_TASK PROMPT_
Pull every line containing "ParseFailed" out of the listing below.

_SOURCE RECORDS_
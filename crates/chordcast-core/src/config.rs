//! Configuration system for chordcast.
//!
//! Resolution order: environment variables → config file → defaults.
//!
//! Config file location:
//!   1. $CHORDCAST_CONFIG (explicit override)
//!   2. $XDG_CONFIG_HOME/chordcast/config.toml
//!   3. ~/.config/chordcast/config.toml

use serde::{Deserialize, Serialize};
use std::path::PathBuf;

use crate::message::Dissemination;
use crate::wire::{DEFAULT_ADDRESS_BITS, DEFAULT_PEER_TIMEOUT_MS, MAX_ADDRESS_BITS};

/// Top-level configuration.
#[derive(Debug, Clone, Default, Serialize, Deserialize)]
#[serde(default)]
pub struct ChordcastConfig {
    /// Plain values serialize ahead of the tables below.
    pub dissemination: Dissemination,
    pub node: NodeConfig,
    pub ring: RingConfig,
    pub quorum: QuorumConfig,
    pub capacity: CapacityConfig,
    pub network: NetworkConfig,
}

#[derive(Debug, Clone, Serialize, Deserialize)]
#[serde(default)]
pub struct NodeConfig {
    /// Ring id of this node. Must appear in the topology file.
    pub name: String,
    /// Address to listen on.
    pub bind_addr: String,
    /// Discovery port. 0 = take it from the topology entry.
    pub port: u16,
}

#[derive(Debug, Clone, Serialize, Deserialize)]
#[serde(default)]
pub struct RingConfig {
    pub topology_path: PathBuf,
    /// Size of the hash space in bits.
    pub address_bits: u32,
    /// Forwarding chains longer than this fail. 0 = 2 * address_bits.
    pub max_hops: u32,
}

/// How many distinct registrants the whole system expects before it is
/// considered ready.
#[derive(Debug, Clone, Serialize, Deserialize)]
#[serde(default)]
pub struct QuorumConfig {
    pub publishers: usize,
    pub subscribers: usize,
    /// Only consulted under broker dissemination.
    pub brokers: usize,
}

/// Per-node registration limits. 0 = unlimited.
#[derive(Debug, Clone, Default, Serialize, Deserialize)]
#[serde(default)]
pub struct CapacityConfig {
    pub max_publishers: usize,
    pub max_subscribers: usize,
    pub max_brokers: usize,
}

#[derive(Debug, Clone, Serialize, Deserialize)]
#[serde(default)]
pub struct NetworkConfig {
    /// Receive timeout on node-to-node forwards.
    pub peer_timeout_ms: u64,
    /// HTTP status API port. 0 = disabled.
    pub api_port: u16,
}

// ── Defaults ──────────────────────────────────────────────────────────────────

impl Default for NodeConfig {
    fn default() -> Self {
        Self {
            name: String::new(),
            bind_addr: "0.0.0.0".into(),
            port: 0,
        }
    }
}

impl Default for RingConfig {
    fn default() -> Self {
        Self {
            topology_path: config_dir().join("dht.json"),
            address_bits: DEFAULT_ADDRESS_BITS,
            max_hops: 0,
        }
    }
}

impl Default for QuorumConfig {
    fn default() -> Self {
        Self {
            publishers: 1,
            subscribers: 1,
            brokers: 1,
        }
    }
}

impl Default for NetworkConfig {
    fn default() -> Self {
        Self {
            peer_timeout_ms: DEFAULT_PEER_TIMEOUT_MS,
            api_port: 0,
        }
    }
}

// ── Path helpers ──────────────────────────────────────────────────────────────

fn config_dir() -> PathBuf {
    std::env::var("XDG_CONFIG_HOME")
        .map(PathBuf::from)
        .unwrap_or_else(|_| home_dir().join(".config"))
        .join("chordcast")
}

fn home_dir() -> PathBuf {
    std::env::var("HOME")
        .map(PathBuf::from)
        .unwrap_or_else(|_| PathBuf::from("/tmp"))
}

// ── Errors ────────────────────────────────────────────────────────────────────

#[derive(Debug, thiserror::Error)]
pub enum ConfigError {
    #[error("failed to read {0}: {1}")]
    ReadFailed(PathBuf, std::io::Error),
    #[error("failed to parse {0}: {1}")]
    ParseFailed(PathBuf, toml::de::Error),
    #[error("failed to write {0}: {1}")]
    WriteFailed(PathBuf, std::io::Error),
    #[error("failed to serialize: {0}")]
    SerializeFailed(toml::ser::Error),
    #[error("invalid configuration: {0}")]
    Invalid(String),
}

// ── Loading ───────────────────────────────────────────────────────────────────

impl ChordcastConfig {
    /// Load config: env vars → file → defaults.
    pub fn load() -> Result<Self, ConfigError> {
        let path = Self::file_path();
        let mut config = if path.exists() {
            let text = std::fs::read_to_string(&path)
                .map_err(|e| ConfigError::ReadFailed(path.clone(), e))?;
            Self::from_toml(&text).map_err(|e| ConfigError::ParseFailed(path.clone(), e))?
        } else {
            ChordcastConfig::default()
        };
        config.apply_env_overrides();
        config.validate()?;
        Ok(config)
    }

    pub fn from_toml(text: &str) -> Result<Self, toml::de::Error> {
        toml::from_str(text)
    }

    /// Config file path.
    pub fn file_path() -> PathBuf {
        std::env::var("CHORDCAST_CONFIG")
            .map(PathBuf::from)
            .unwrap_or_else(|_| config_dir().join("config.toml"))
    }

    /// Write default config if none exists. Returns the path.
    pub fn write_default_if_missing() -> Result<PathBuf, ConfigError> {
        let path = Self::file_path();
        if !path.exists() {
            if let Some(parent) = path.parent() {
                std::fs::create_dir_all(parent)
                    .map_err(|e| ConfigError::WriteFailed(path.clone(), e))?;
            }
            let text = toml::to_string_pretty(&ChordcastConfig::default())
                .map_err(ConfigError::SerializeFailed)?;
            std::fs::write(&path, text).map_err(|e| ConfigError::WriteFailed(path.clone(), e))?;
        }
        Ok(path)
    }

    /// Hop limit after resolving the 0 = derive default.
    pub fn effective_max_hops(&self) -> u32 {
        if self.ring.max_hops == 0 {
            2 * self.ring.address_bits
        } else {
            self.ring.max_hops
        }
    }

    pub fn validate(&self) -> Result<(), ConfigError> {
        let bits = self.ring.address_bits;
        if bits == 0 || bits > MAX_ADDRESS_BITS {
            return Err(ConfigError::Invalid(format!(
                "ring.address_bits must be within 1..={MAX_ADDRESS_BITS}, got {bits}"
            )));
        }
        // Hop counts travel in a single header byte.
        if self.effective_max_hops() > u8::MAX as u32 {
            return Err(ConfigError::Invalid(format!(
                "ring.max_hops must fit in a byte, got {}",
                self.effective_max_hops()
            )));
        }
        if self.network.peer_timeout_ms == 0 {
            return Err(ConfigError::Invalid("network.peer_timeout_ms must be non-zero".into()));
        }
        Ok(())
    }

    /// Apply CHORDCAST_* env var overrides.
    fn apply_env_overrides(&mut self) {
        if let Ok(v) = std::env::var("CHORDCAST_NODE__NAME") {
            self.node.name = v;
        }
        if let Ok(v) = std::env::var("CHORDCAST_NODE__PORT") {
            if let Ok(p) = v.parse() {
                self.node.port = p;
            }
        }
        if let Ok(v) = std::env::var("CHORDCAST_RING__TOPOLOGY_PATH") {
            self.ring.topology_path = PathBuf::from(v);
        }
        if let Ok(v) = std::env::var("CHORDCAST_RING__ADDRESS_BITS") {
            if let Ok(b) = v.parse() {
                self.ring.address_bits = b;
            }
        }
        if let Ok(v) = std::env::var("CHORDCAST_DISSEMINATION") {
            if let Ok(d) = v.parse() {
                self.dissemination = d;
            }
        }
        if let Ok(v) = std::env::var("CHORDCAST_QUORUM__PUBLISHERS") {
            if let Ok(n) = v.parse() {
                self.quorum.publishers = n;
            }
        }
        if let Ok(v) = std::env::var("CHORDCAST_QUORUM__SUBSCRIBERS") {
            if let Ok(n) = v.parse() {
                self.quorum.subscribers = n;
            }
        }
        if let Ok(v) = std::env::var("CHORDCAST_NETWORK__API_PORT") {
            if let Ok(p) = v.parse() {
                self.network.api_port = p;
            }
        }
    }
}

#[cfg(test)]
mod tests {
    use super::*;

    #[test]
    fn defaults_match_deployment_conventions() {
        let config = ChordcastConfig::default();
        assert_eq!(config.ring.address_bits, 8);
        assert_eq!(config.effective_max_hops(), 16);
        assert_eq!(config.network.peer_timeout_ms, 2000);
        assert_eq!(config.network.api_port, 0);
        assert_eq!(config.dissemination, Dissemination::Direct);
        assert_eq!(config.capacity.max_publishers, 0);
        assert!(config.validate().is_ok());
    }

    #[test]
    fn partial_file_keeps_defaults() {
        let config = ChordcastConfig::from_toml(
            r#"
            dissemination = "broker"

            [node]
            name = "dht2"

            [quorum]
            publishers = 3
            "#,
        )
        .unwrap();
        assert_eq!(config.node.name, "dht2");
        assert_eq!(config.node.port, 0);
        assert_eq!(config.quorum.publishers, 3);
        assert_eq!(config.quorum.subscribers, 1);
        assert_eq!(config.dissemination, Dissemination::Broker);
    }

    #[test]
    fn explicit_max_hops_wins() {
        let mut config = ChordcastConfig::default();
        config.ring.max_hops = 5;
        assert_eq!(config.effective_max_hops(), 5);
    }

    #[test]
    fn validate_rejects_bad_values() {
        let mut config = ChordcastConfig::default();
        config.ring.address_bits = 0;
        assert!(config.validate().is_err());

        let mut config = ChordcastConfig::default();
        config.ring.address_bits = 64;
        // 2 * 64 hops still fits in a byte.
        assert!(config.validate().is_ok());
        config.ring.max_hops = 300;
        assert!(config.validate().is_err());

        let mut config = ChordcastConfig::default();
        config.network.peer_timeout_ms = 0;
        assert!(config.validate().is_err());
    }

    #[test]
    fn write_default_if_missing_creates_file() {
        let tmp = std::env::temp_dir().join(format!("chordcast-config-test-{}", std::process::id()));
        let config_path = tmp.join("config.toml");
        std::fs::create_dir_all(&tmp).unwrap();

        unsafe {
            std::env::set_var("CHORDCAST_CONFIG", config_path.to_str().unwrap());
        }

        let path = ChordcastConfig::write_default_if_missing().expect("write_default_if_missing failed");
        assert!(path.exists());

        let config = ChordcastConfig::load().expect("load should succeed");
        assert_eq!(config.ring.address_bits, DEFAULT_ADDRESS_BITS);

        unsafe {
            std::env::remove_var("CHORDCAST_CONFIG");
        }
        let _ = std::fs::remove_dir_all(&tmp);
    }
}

---

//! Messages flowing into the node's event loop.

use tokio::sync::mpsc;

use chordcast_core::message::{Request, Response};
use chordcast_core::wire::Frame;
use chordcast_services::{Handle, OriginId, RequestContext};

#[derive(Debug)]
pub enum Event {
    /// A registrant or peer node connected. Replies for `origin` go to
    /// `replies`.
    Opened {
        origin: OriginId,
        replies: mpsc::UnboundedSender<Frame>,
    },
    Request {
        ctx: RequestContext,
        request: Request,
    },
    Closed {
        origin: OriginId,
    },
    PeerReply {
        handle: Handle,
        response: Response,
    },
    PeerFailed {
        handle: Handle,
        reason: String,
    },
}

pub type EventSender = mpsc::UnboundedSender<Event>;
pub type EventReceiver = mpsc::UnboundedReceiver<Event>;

_RESPONSE AREA_
    ParseFailed(PathBuf, toml::de::Error),
            Self::from_toml(&text).map_err(|e| ConfigError::ParseFailed(path.clone(), e))?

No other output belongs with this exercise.